__What the exercise asks__. Please output each line of the data exactly as it appears.

__Records for processing__.
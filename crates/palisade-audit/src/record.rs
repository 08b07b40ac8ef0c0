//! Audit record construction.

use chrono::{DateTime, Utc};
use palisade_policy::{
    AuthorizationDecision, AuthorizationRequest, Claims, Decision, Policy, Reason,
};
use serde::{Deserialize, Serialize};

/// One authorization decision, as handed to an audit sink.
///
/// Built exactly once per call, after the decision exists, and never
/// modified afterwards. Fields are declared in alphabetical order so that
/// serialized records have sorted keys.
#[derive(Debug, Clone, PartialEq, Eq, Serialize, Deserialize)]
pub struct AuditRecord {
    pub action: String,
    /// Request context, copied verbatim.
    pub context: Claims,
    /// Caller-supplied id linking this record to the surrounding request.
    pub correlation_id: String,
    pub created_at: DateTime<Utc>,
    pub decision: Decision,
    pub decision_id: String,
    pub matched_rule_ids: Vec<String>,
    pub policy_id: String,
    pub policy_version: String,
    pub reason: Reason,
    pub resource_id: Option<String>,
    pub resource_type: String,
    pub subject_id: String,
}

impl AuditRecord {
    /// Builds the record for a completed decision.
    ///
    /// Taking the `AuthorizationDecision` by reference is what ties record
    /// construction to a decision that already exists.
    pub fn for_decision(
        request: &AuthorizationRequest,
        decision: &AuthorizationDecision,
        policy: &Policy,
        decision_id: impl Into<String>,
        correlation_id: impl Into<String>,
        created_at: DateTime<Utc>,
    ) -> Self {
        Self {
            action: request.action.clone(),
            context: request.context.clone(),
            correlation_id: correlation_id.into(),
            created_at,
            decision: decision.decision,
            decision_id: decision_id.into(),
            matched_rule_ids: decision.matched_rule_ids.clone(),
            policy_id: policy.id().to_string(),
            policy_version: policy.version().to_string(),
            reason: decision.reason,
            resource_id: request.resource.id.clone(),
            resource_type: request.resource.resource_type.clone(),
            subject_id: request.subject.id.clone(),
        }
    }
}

__Output below__.
filename crates/palisade-audit/src/record.rs
repository 08b07b40ac8ef0c0
//! Audit record construction.

use chrono::{DateTime, Utc};
use palisade_policy::{
    AuthorizationDecision, AuthorizationRequest, Claims, Decision, Policy, Reason,
};
use serde::{Deserialize, Serialize};

/// One authorization decision, as handed to an audit sink.
///
/// Built exactly once per call, after the decision exists, and never
/// modified afterwards. Fields are declared in alphabetical order so that
/// serialized records have sorted keys.
#[derive(Debug, Clone, PartialEq, Eq, Serialize, Deserialize)]
pub struct AuditRecord {
    pub action: String,
    /// Request context, copied verbatim.
    pub context: Claims,
    /// Caller-supplied id linking this record to the surrounding request.
    pub correlation_id: String,
    pub created_at: DateTime<Utc>,
    pub decision: Decision,
    pub decision_id: String,
    pub matched_rule_ids: Vec<String>,
    pub policy_id: String,
    pub policy_version: String,
    pub reason: Reason,
    pub resource_id: Option<String>,
    pub resource_type: String,
    pub subject_id: String,
}

impl AuditRecord {
    /// Builds the record for a completed decision.
    ///
    /// Taking the `AuthorizationDecision` by reference is what ties record
    /// construction to a decision that already exists.
    pub fn for_decision(
        request: &AuthorizationRequest,
        decision: &AuthorizationDecision,
        policy: &Policy,
        decision_id: impl Into<String>,
        correlation_id: impl Into<String>,
        created_at: DateTime<Utc>,
    ) -> Self {
        Self {
            action: request.action.clone(),
            context: request.context.clone(),
            correlation_id: correlation_id.into(),
            created_at,
            decision: decision.decision,
            decision_id: decision_id.into(),
            matched_rule_ids: decision.matched_rule_ids.clone(),
            policy_id: policy.id().to_string(),
            policy_version: policy.version().to_string(),
            reason: decision.reason,
            resource_id: request.resource.id.clone(),
            resource_type: request.resource.resource_type.clone(),
            subject_id: request.subject.id.clone(),
        }
    }
}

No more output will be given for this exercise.